Reteaming Is Not Resourcing

Reteaming Is Not Resourcing

A long time ago, as a new Development Manager, I was confronted with a "pool" of twenty-five software engineers managed by a "team" of five project managers. Every week, the project managers discussed their various clients and decided which software engineers they would move to which projects. These meetings involved significant negotiations and heated debates in which they attempted to match the most critical work with the available engineers. There was a lot of resourcing.

Needless to say, this was not a productive way of working. For the project managers, this was a weekly fight over the most valuable "resources." At the same time, the software developers felt as if they were constantly being pulled by their necks and thrown around from one project to the other. It was a terrible situation.

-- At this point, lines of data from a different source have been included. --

//! Partition key derivation.

use chrono::{DateTime, Datelike, Utc};
use std::path::{Path, PathBuf};

use barquet_types::Timeframe;

/// Identifies one physical partition: (asset, timeframe, year, month).
///
/// The key is a pure function of a bar's datetime and the two identifying
/// strings; no external configuration participates, which is what makes
/// partition resolution deterministic across runs.
#[derive(Debug, Clone, PartialEq, Eq, Hash, PartialOrd, Ord)]
pub struct PartitionKey {
    /// Asset identifier (e.g. `EURUSD`).
    pub asset: String,
    /// Bar series timeframe.
    pub timeframe: Timeframe,
    /// Calendar year of the partition.
    pub year: i32,
    /// Calendar month of the partition (1-12).
    pub month: u32,
}

impl PartitionKey {
    /// File name of every partition file.
    pub const FILE_NAME: &'static str = "bars.parquet";

    /// Derives the key for a bar datetime.
    #[must_use]
    pub fn for_datetime(asset: &str, timeframe: Timeframe, datetime: DateTime<Utc>) -> Self {
        Self {
            asset: asset.to_string(),
            timeframe,
            year: datetime.year(),
            month: datetime.month(),
        }
    }

    /// Creates a key from explicit parts.
    #[must_use]
    pub fn new(asset: impl Into<String>, timeframe: Timeframe, year: i32, month: u32) -> Self {
        Self {
            asset: asset.into(),
            timeframe,
            year,
            month,
        }
    }

    /// Returns the partition file path under `root`.
    ///
    /// Layout is hive-style:
    /// `root/asset=<A>/tf=<tf>/year=<yyyy>/month=<mm>/bars.parquet`.
    #[must_use]
    pub fn path(&self, root: &Path) -> PathBuf {
        root.join(format!("asset={}", self.asset))
            .join(format!("tf={}", self.timeframe))
            .join(format!("year={:04}", self.year))
            .join(format!("month={:02}", self.month))
            .join(Self::FILE_NAME)
    }

    /// Returns the directory holding all partitions of one bar series.
    #[must_use]
    pub fn series_dir(root: &Path, asset: &str, timeframe: Timeframe) -> PathBuf {
        root.join(format!("asset={asset}")).join(format!("tf={timeframe}"))
    }
}

impl std::fmt::Display for PartitionKey {
    fn fmt(&self, f: &mut std::fmt::Formatter<'_>) -> std::fmt::Result {
        write!(
            f,
            "{}/{}/{:04}-{:02}",
            self.asset, self.timeframe, self.year, self.month
        )
    }
}

#[cfg(test)]
mod tests {
    use super::*;
    use chrono::TimeZone;

    #[test]
    fn test_key_for_datetime() {
        let dt = Utc.with_ymd_and_hms(2024, 3, 15, 12, 30, 0).unwrap();
        let key = PartitionKey::for_datetime("EURUSD", Timeframe::Hour1, dt);

        assert_eq!(key.asset, "EURUSD");
        assert_eq!(key.timeframe, Timeframe::Hour1);
        assert_eq!(key.year, 2024);
        assert_eq!(key.month, 3);
    }

    #[test]
    fn test_key_path_layout() {
        let key = PartitionKey::new("EURUSD", Timeframe::Minute1, 2024, 3);
        let path = key.path(Path::new("/data"));

        assert_eq!(
            path,
            PathBuf::from("/data/asset=EURUSD/tf=m1/year=2024/month=03/bars.parquet")
        );
    }

    #[test]
    fn test_key_is_pure() {
        let dt = Utc.with_ymd_and_hms(2024, 3, 15, 12, 30, 0).unwrap();
        let a = PartitionKey::for_datetime("EURUSD", Timeframe::Minute5, dt);
        let b = PartitionKey::for_datetime("EURUSD", Timeframe::Minute5, dt);
        assert_eq!(a, b);
    }
}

So, one of the first things I did was to create self-managing, Steady Teams?of engineers, and I told the PMs they could offer work to teams rather than individuals. The team members would figure out their expected capacity and who would be doing what within each team, using an approach heavily inspired by (but different from) Scrum. It worked! At the time, I thought it was the only logical solution.

Now, I know there are other possibilities.

The Teaming Options in the unFIX model suggest that we could have created four Dynamic Teams (still self-managing but with individuals moving across team boundaries). We could have created Mission Teams (temporary teams per project within one large Team of Teams). We might even have tried Liquid Teams (with engineers swarming between short-term projects). As long as we turned the original "pool of resources" into a self-managing Turf of software developers, with project managers respecting the needs of the engineers and the projected capacity of subteams, we could even have tried several ways of working to see which one delivered the best results.

However, I was unaware of the various alternative options, and the static team?dogma was still strong in the Agile community then.

Now, I know better.

I'm glad to see that, despite pushback from several conservative pockets within the larger Agile community, voluntary reteaming across autonomous, self-managing teams is increasingly accepted as something worth trying. And no, this is not a return to the old days of "pools of resources" managed by project managers. Nobody is being pulled by their necks and thrown across projects.

Reteaming is NOT the same as resourcing.